James Franklin may truly be the man for the job at Vandy. He's young. He's dynamic. He pitches the job like it's Stanford East, and not Walt Harris Stanford, either, but cruel Jim Harbaugh killer Stanford. He makes jokes about Vandy gang signs with tone and execution so appropriate and on-pitch even the churchmarms in charge of Nashville life seem happy to laugh along with him. Unlike Bobby Johnson, his pulse rises above 50 beats a minute, and unlike his predecessor he is not distracted by banjo tours or writing his third novel about--shocker!--a much older man who somehow sleeps with an attractive woman much younger than him.
He even understands that preparations for being Vandy in SEC football entail pain: unrelenting, random, and often unbearable amounts of pain. Gentlemen, you won't survive this. That is beyond your powers. But James Franklin assures you that like the Dirty Dozen, you'll take a chunk out of the bear's ass before he eats you, Vanderbilt. He'll be the first to show you just what that entails.
After Franklin was intercepted by LB Archibald Barnes on a pass over the middle, the coach gave chase toward the front left pylon as Barnes attempted to return the pick for a score.
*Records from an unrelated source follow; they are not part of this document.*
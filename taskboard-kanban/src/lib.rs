//! Multi-board task engine
//!
//! This crate keeps tasks organized into status columns across independent
//! boards, with tags, subtasks, comments, binary attachments, templates and
//! recurrence rules. State is split across two stores from
//! [`taskboard_store`]: attachments go to the blob store keyed by task id,
//! everything else goes to the scalar store as JSON documents.
//!
//! ## Basic Usage
//!
//! ```rust,no_run
//! use taskboard_kanban::{BoardConfig, BoardSession, DropPosition, NewTask};
//!
//! # async fn example() -> taskboard_kanban::Result<()> {
//! let config = BoardConfig::load(None)?;
//! let mut session = BoardSession::open(&config).await?;
//!
//! let first = session.add_task(NewTask::new("Write docs", "todo")).await?;
//! let second = session.add_task(NewTask::new("Ship it", "todo")).await?;
//!
//! // Put "Ship it" ahead of "Write docs"
//! session
//!     .tasks_mut()
//!     .reorder(&second.id, &first.id, DropPosition::Before)
//!     .await?;
//! # Ok(())
//! # }
//! ```
//!
//! ## Storage Layout
//!
//! ```text
//! scalar store
//! ├── boards              # JSON array of boards with their columns
//! ├── current_board       # id of the selected board
//! ├── tasks:{board_id}    # JSON array of task records per board
//! ├── tasks               # task list written before boards existed
//! ├── templates           # JSON array of templates
//! └── recurring_tasks     # JSON array of recurrence rules
//!
//! blob store
//! └── {task_id}           # JSON array of that task's attachments
//! ```
//!
//! Within a column, tasks carry a 0-based contiguous `priority` that defines
//! display order. Reordering and column moves renumber the affected column.

pub mod board;
pub mod config;
pub mod drag;
mod error;
pub mod namespace;
pub mod persistence;
pub mod recurring;
pub mod session;
pub mod share;
pub mod task;
pub mod template;
pub mod transfer;
pub mod types;

pub use board::{BoardRegistry, BoardUpdate, ColumnUpdate};
pub use config::{Backend, BoardConfig};
pub use drag::{DragController, DragState, DropOutcome};
pub use error::{BoardError, Result};
pub use persistence::TaskPersistence;
pub use recurring::{RecurrenceKind, RecurrencePattern, RecurrenceRule, RecurringTasks, RuleTemplate};
pub use session::BoardSession;
pub use share::SharePayload;
pub use task::{
    DateRange, DropPosition, NewTask, SortMode, StatusCounts, StatusFilter, TaskCollection,
    TaskFilter, TaskUpdate,
};
pub use template::{Template, TemplateLibrary, TemplateUpdate};
pub use transfer::{ExportDocument, ImportMode, ImportSummary};

// Re-export commonly used types
pub use types::{
    Attachment, AttachmentKind, Board, BoardId, Color, Column, ColumnId, Comment, Subtask, Tag,
    Task, TaskId, TaskPriority,
};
Sophomore DB Andre Hal was shielding Barnes when Franklin - not wearing any pads, mind you - put two arms into Hal and sent him flying out of bounds. It was a priceless moment.
Andre Hal then flew through a fence, into traffic, and bounced off three cars before flying headlong into a sewer. Franklin then turned, looked at his stunned team, and yelled "IT'S GONNA BE LIKE THAT EVERY WEEK, BUT WORSE! EXCEPT FOR OLE MISS, WHO WE'LL BEAT FOR SOME REASON! DON'T AVERT YOUR EYES! DRINK IN THE HORROR AND MAKE IT YOUR FRIEND!"
Franklin didn't actually say this. But if he did, he'd only do it because he loved you, Vanderbilt football, and wanted to prepare you for things. He would do a lot of things for people he loved: tackling them on the field unexpectedly, or even dressing up as Buzz Lightyear with his son and wearing Tiger makeup while displaying a healthy set of ex-football player traps. PIctures of just that may be after the jump.
1. "Awww, James Franklin is like the greatest dad ever."
2. "Awww, James Franklin is like the best sport ever but GOOD CHRIST WHAT THE FUUUUUU---"
We will call him Coachy the Sexy Nightmare Cat, and we shall never sleep soundly ever again. Wear that on the sidelines, and ten wins are yours through fear alone.